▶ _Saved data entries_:
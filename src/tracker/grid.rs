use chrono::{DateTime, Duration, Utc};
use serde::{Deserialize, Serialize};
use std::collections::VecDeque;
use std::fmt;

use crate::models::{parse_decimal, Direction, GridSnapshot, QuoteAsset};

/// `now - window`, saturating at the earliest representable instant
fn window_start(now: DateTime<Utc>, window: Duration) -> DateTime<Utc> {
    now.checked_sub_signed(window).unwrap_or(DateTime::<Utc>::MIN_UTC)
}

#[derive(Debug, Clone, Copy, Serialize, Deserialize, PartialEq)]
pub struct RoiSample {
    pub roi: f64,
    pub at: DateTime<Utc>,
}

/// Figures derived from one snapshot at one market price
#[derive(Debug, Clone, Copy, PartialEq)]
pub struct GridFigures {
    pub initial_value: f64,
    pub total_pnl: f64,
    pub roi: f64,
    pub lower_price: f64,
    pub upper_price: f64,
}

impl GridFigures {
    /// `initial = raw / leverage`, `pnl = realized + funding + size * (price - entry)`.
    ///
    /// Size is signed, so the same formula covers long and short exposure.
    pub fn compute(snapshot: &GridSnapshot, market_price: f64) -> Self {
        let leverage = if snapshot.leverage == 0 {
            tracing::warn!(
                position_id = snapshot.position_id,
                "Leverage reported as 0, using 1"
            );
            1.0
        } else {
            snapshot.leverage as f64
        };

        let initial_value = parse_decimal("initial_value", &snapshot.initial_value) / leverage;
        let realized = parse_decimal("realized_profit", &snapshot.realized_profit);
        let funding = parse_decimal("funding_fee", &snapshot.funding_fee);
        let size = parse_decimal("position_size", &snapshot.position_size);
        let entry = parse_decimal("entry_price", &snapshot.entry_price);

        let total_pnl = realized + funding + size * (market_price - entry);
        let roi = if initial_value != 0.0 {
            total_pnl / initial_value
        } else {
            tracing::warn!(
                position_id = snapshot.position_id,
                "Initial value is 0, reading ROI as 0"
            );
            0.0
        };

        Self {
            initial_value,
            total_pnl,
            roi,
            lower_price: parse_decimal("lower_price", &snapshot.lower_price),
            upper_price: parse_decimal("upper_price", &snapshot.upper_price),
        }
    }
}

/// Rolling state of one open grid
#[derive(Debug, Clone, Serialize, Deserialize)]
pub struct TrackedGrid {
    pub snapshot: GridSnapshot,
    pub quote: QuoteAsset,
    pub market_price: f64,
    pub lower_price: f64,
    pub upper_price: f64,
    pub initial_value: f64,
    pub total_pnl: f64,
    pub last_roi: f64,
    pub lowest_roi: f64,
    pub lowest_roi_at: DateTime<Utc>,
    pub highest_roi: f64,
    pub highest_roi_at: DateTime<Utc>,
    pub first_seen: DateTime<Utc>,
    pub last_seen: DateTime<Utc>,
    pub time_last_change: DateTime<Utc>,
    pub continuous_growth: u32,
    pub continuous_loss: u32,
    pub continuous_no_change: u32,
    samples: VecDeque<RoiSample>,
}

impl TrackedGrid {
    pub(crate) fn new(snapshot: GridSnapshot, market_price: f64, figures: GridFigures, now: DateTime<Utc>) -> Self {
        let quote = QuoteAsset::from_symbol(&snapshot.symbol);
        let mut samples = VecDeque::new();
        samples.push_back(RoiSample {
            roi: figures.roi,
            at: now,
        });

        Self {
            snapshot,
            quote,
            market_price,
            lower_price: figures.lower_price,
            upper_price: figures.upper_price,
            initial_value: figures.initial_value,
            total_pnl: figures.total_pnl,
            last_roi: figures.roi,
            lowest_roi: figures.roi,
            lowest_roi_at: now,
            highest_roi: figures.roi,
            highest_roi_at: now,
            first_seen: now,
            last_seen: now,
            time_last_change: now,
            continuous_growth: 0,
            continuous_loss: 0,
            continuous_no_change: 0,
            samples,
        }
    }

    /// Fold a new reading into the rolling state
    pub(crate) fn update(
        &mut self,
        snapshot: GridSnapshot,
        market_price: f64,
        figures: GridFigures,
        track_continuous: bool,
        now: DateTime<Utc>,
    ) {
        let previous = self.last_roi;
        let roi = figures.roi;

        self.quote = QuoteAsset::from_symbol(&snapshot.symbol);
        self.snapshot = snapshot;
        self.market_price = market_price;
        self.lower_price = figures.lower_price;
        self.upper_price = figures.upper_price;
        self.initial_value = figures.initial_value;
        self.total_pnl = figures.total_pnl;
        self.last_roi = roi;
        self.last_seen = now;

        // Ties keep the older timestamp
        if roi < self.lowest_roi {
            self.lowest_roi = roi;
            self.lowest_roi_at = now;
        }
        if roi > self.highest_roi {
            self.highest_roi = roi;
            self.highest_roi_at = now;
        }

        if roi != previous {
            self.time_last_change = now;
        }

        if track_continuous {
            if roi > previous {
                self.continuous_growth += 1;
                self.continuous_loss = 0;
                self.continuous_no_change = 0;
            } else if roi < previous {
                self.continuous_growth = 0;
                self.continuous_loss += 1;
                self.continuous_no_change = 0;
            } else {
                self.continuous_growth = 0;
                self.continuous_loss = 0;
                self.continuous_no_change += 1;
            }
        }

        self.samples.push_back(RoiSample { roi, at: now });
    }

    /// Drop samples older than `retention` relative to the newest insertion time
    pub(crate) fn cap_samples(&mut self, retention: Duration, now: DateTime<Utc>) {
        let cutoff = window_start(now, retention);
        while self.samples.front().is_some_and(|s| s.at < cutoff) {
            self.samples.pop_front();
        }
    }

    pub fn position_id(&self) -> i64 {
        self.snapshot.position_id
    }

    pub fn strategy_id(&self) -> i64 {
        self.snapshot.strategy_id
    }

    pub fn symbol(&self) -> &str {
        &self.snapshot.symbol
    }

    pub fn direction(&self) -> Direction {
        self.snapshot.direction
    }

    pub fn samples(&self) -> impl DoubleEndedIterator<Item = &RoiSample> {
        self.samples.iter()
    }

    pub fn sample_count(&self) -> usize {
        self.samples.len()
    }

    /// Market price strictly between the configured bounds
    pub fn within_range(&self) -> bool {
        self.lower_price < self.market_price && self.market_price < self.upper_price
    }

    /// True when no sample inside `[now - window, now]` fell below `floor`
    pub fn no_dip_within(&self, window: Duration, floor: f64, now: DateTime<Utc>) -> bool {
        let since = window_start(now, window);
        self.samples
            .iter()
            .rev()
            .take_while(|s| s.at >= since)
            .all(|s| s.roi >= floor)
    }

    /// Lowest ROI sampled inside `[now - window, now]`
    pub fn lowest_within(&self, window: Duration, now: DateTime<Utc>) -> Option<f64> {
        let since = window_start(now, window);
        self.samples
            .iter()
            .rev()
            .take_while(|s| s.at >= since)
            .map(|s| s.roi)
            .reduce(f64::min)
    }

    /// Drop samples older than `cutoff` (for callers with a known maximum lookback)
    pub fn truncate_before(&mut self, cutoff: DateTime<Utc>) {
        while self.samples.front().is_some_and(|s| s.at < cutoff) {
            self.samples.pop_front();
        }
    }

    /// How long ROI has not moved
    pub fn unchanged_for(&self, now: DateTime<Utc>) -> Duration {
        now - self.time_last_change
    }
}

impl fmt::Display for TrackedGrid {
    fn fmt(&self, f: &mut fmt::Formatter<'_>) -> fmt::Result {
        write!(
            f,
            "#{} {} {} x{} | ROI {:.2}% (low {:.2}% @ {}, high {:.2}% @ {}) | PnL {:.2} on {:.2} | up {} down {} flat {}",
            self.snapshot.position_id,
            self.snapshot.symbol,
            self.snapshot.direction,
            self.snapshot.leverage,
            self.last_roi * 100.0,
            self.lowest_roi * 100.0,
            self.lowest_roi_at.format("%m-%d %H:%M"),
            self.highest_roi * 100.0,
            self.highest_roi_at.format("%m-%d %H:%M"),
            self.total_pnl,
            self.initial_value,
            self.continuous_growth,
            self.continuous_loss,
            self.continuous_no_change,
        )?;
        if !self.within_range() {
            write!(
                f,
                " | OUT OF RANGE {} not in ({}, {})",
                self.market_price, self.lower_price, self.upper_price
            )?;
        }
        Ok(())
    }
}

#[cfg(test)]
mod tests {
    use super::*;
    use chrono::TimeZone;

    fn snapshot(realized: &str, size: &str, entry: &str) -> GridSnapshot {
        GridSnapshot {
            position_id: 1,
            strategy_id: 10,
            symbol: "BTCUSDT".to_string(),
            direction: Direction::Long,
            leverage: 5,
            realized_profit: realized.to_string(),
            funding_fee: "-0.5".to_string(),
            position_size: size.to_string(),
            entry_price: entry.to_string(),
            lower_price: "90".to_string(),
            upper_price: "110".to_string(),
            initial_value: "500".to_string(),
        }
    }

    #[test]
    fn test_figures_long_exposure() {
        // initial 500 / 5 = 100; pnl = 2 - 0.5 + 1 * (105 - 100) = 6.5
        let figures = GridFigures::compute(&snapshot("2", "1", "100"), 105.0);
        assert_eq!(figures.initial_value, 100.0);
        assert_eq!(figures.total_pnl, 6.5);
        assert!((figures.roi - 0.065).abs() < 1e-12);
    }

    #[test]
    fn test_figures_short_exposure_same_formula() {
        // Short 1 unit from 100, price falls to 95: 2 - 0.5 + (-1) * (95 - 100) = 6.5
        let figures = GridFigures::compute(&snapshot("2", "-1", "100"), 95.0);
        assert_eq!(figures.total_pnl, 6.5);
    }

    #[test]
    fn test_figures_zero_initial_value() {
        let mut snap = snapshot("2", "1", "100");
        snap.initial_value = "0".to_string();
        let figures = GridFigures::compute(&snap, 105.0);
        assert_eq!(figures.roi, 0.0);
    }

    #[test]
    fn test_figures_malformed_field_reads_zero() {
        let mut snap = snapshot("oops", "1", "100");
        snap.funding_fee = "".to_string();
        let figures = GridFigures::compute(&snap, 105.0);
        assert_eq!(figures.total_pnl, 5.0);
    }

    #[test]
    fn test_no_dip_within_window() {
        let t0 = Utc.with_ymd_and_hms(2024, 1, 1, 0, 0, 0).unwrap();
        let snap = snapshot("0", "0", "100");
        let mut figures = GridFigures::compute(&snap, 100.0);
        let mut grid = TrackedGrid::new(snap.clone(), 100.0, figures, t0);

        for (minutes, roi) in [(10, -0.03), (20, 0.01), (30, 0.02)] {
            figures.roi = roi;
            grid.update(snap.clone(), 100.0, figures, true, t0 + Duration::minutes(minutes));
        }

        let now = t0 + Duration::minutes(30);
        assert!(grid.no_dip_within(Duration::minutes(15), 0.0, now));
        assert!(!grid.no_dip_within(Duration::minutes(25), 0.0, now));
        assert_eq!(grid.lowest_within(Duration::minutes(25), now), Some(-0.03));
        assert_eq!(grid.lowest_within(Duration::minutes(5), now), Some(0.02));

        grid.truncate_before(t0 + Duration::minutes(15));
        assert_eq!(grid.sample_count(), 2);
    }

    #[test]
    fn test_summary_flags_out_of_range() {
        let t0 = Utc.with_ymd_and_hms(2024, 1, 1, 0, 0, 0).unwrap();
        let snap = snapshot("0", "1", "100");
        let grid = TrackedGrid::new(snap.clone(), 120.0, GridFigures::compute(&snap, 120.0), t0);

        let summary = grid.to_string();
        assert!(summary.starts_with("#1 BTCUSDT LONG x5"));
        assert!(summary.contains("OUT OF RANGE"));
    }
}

...

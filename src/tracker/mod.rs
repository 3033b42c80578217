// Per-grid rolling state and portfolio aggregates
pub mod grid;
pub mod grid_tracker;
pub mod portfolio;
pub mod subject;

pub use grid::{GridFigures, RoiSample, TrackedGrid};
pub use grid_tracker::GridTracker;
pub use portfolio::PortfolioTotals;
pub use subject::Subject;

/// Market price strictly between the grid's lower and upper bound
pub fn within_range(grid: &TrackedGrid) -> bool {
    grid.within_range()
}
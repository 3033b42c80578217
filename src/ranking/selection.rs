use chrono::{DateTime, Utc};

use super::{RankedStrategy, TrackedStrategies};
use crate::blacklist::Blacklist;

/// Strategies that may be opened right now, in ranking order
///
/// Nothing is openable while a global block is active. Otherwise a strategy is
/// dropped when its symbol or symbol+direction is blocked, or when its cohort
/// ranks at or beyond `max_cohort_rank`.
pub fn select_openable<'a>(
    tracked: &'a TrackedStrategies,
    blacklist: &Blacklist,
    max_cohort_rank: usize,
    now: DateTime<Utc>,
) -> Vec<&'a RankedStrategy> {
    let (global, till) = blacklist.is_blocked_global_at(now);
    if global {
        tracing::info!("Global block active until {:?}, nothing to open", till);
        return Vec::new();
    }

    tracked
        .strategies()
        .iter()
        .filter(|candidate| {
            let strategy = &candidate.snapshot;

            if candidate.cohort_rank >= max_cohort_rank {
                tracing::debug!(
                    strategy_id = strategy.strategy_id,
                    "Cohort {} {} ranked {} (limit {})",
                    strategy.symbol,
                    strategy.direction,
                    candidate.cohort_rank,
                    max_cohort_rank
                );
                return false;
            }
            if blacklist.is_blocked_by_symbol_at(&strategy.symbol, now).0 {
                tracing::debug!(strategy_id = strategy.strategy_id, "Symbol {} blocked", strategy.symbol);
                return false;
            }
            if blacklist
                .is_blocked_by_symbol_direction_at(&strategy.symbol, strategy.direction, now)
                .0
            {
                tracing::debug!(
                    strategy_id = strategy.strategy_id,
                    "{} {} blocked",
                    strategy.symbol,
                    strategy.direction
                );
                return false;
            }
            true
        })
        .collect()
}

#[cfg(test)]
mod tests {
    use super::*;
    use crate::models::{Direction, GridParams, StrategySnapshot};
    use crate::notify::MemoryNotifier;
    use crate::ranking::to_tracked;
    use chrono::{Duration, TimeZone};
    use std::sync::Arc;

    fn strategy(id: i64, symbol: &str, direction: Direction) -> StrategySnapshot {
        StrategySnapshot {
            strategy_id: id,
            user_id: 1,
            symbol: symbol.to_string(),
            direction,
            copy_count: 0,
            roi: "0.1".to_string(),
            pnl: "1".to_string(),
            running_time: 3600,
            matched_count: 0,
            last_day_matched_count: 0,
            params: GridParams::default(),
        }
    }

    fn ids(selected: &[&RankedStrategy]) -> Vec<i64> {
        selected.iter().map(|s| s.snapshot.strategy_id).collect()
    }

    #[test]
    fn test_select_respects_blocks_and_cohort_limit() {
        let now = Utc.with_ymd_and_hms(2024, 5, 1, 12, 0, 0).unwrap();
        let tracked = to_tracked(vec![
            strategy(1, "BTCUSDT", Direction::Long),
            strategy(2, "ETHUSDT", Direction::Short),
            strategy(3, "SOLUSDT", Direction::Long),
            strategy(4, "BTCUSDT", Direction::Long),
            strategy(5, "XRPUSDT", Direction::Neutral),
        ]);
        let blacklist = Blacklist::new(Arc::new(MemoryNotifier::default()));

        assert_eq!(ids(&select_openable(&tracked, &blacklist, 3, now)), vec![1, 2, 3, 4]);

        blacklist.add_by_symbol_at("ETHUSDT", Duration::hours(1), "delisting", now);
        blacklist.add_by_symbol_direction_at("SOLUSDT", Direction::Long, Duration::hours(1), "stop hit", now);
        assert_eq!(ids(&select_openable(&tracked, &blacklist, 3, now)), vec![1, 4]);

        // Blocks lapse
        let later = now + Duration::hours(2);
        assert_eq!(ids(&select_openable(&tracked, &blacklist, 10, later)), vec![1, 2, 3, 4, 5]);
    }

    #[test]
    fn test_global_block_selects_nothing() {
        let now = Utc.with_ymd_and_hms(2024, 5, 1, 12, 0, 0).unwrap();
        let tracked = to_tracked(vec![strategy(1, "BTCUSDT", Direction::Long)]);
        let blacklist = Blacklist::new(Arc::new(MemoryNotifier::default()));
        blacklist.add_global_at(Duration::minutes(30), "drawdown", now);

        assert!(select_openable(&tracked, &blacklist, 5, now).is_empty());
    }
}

▶ _Exercise directions_:
Return exactly the lines above from the line that has "pub fn symbol(&self)" through the line that has "the configured bounds", inclusive, and nothing else.

▶ _Task answer_:
    pub fn symbol(&self) -> &str {
        &self.snapshot.symbol
    }

    pub fn direction(&self) -> Direction {
        self.snapshot.direction
    }

    pub fn samples(&self) -> impl DoubleEndedIterator<Item = &RoiSample> {
        self.samples.iter()
    }

    pub fn sample_count(&self) -> usize {
        self.samples.len()
    }

    /// Market price strictly between the configured bounds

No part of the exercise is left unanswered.